- Task requirements
The full set of records needs to be retyped exactly.

(Dataset entries)

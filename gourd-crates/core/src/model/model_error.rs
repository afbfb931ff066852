use thiserror::Error;

use crate::engine::variables::DomainId;

/// The reasons a model is rejected before search starts. Solving such a model reports
/// `ModelInvalid`.
#[derive(Clone, Debug, Error, PartialEq, Eq)]
pub enum ModelError {
    #[error("variable '{name}' has an empty domain")]
    EmptyDomain { name: String },
    #[error("{constraint} constraint refers to unknown variable {variable}")]
    UnknownVariable {
        constraint: &'static str,
        variable: DomainId,
    },
    #[error("literal over variable '{name}' whose domain is not within {{0, 1}}")]
    NonBooleanLiteral { name: String },
    #[error("table tuple {tuple} has {actual} values but the table has arity {expected}")]
    TupleArity {
        tuple: usize,
        actual: usize,
        expected: usize,
    },
    #[error("task {task} of a cumulative constraint can have a negative demand")]
    NegativeDemand { task: usize },
    #[error("interval '{name}' can have a negative size")]
    NegativeIntervalSize { name: String },
    #[error("reservoir level range [{min_level}, {max_level}] does not contain 0")]
    ReservoirExcludesZero { min_level: i64, max_level: i64 },
    #[error("the expression of linear constraint {constraint} overflows 64 bits")]
    LinearOverflow { constraint: usize },
    #[error("objective coefficient {coefficient} cannot be negated")]
    InvalidObjectiveCoefficient { coefficient: i64 },
    #[error("the range of the objective does not fit in 64 bits")]
    ObjectiveOverflow,
}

- Task solution
filename gourd-crates/core/src/model/model_error.rs
repository afbfb931ff066852
use thiserror::Error;

use crate::engine::variables::DomainId;

/// The reasons a model is rejected before search starts. Solving such a model reports
/// `ModelInvalid`.
#[derive(Clone, Debug, Error, PartialEq, Eq)]
pub enum ModelError {
    #[error("variable '{name}' has an empty domain")]
    EmptyDomain { name: String },
    #[error("{constraint} constraint refers to unknown variable {variable}")]
    UnknownVariable {
        constraint: &'static str,
        variable: DomainId,
    },
    #[error("literal over variable '{name}' whose domain is not within {{0, 1}}")]
    NonBooleanLiteral { name: String },
    #[error("table tuple {tuple} has {actual} values but the table has arity {expected}")]
    TupleArity {
        tuple: usize,
        actual: usize,
        expected: usize,
    },
    #[error("task {task} of a cumulative constraint can have a negative demand")]
    NegativeDemand { task: usize },
    #[error("interval '{name}' can have a negative size")]
    NegativeIntervalSize { name: String },
    #[error("reservoir level range [{min_level}, {max_level}] does not contain 0")]
    ReservoirExcludesZero { min_level: i64, max_level: i64 },
    #[error("the expression of linear constraint {constraint} overflows 64 bits")]
    LinearOverflow { constraint: usize },
    #[error("objective coefficient {coefficient} cannot be negated")]
    InvalidObjectiveCoefficient { coefficient: i64 },
    #[error("the range of the objective does not fit in 64 bits")]
    ObjectiveOverflow,
}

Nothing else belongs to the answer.